Some of the gas stations were open 24 hours, and she said she would sleep in a bathroom stall all night. Other times she slept in the woods, wearing a coat, parka and sleeping under a thin, knit blanket that she found discarded.
She said she was afraid she would get raped or beaten. One time she was robbed of the money she had panhandled during the day, she said.
Rogge said she begged for money mostly in Baraboo where on a good day she would collect $10. She never tried it in Wisconsin Dells, even though she often came to the Dells to sleep.
“And that was a lot of money. Ten dollars could last me a week,” she said.
With the money she said she would buy bread, or things that wouldn’t spoil because she had no access to a refrigerator. Occasionally she would go to a deli in the grocery store and buy one slice of deli meat at a time.
Sometimes she would “splurg,” she said, and buy shampoo and deodorant.

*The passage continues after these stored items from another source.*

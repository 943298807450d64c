//! Character sanitization for metric names and tags.
use std::{borrow::Cow, ops::RangeInclusive};

/// Replacement character used by [`SanitizeOptions::alphanumeric`].
pub const DEFAULT_REPLACEMENT_CHARACTER: char = '_';

/// ASCII letters and digits.
pub const ALPHANUMERIC_RANGE: [RangeInclusive<char>; 3] = ['a'..='z', 'A'..='Z', '0'..='9'];

/// Underscore only.
pub const UNDERSCORE_CHARACTERS: [char; 1] = ['_'];

/// Underscore and dash.
pub const UNDERSCORE_DASH_CHARACTERS: [char; 2] = ['-', '_'];

/// Underscore, dash and dot.
pub const UNDERSCORE_DASH_DOT_CHARACTERS: [char; 3] = ['.', '-', '_'];

/// A set of allowed characters, expressed as ranges plus individual characters.
#[derive(Debug, Clone, PartialEq, Eq, Default)]
pub struct ValidCharacters {
    /// Inclusive ranges of allowed characters.
    pub ranges: Vec<RangeInclusive<char>>,

    /// Individually allowed characters.
    pub characters: Vec<char>,
}

impl ValidCharacters {
    /// Creates a new `ValidCharacters` from the given ranges and characters.
    pub fn new<R, C>(ranges: R, characters: C) -> Self
    where
        R: IntoIterator<Item = RangeInclusive<char>>,
        C: IntoIterator<Item = char>,
    {
        Self { ranges: ranges.into_iter().collect(), characters: characters.into_iter().collect() }
    }

    /// Returns `true` if `c` is allowed.
    pub fn contains(&self, c: char) -> bool {
        self.ranges.iter().any(|range| range.contains(&c)) || self.characters.contains(&c)
    }
}

/// Sanitization configuration.
///
/// Names, tag keys and tag values each get their own allow-list. Characters outside of the
/// relevant allow-list are replaced with `replacement_character`.
#[derive(Debug, Clone, PartialEq, Eq)]
pub struct SanitizeOptions {
    /// Characters allowed in metric names and scope prefixes.
    pub name_characters: ValidCharacters,

    /// Characters allowed in tag keys.
    pub key_characters: ValidCharacters,

    /// Characters allowed in tag values.
    pub value_characters: ValidCharacters,

    /// Character substituted for any disallowed character.
    pub replacement_character: char,
}

impl SanitizeOptions {
    /// Options allowing ASCII alphanumerics, underscores and dashes everywhere.
    pub fn alphanumeric() -> Self {
        let valid = ValidCharacters::new(ALPHANUMERIC_RANGE, UNDERSCORE_DASH_CHARACTERS);
        Self {
            name_characters: valid.clone(),
            key_characters: valid.clone(),
            value_characters: valid,
            replacement_character: DEFAULT_REPLACEMENT_CHARACTER,
        }
    }
}

/// Sanitizes names, tag keys and tag values.
///
/// A sanitizer built without options passes every input through untouched.
#[derive(Debug, Clone, Default)]
pub struct Sanitizer {
    options: Option<SanitizeOptions>,
}

impl Sanitizer {
    /// Creates a new `Sanitizer` from the given options.
    pub fn new(options: SanitizeOptions) -> Self {
        Self { options: Some(options) }
    }

    /// Creates a `Sanitizer` which does not modify its input.
    pub fn noop() -> Self {
        Self { options: None }
    }

    /// Sanitizes a metric name or scope prefix.
    pub fn name<'a>(&self, name: &'a str) -> Cow<'a, str> {
        match &self.options {
            Some(options) => {
                sanitize(name, &options.name_characters, options.replacement_character)
            }
            None => Cow::Borrowed(name),
        }
    }

    /// Sanitizes a tag key.
    pub fn key<'a>(&self, key: &'a str) -> Cow<'a, str> {
        match &self.options {
            Some(options) => sanitize(key, &options.key_characters, options.replacement_character),
            None => Cow::Borrowed(key),
        }
    }

    /// Sanitizes a tag value.
    pub fn value<'a>(&self, value: &'a str) -> Cow<'a, str> {
        match &self.options {
            Some(options) => {
                sanitize(value, &options.value_characters, options.replacement_character)
            }
            None => Cow::Borrowed(value),
        }
    }
}

fn sanitize<'a>(input: &'a str, valid: &ValidCharacters, replacement: char) -> Cow<'a, str> {
    // Most inputs are already clean, so only allocate once we hit the first bad character.
    match input.char_indices().find(|(_, c)| !valid.contains(*c)) {
        None => Cow::Borrowed(input),
        Some((first_invalid, _)) => {
            let mut output = String::with_capacity(input.len());
            output.push_str(&input[..first_invalid]);
            output.extend(
                input[first_invalid..]
                    .chars()
                    .map(|c| if valid.contains(c) { c } else { replacement }),
            );
            Cow::Owned(output)
        }
    }
}

#[cfg(test)]
mod tests {
    use std::borrow::Cow;

    use super::*;

    #[test]
    fn test_sanitize_alphanumeric() {
        let sanitizer = Sanitizer::new(SanitizeOptions::alphanumeric());

        let test_cases = vec![
            ("how?", "how_"),
            ("does!", "does_"),
            ("work1!?", "work1__"),
            ("test.service", "test_service"),
            ("test:env", "test_env"),
            ("already-fine_99", "already-fine_99"),
            ("ünïcode", "_n_code"),
            ("", ""),
        ];

        for (input, expected) in test_cases {
            assert_eq!(sanitizer.name(input), expected);
            assert_eq!(sanitizer.key(input), expected);
            assert_eq!(sanitizer.value(input), expected);
        }
    }

    #[test]
    fn test_sanitize_borrows_clean_input() {
        let sanitizer = Sanitizer::new(SanitizeOptions::alphanumeric());
        assert!(matches!(sanitizer.name("clean_name"), Cow::Borrowed(_)));
        assert!(matches!(sanitizer.name("dirty name"), Cow::Owned(_)));
    }

    #[test]
    fn test_noop_sanitizer() {
        let sanitizer = Sanitizer::noop();
        assert_eq!(sanitizer.name("how?"), "how?");
        assert_eq!(sanitizer.key("a:b"), "a:b");
        assert_eq!(sanitizer.value("c d"), "c d");
    }

    #[test]
    fn test_independent_allow_lists() {
        let sanitizer = Sanitizer::new(SanitizeOptions {
            name_characters: ValidCharacters::new(
                ALPHANUMERIC_RANGE,
                UNDERSCORE_DASH_DOT_CHARACTERS,
            ),
            key_characters: ValidCharacters::new(ALPHANUMERIC_RANGE, UNDERSCORE_CHARACTERS),
            value_characters: ValidCharacters::new(['a'..='z'], std::iter::empty()),
            replacement_character: '-',
        });

        assert_eq!(sanitizer.name("http.requests-total"), "http.requests-total");
        assert_eq!(sanitizer.key("http.status-code"), "http-status-code");
        assert_eq!(sanitizer.value("GET200"), "------");
        assert_eq!(sanitizer.value("get"), "get");
    }
}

She recalled going to a fair in Baraboo and watching people throw away food only so she could reclaim it for herself when nobody was looking.
Even though Rogge has a home now, there was a time in 1996 when she felt her home might be taken away from her.
Her mother had just died and her husband, a welder, had been laid off from a job he held for 16 years at Kilbourn Machine Shop, Rogge said.
“I didn’t want to be homeless with two children and a husband,” she said.
They were able to hold onto their home, but Rogge said she sometimes cries just thinking about the prospect of becoming homeless again.
“Homelessness is only a paycheck away,” she said.
Rogge said she believes homeless people live in Wisconsin Dells despite claims by others that the problem doesn’t exist here.
“They all have the blinders on. They don’t see it,” she said.
But Rogge said anyone walking with their head down might be homeless.
“I can pretty much read a homeless person,” she said. “A lot of homeless people won’t look you in the eye.”
“They’ll look down because they’re ashamed. And I think that’s the worst part of it is the shame. And when you have children it’s the guilt.”
Rogge said she was worried her unborn daughter would be unhealthy because of her experience with homelessness.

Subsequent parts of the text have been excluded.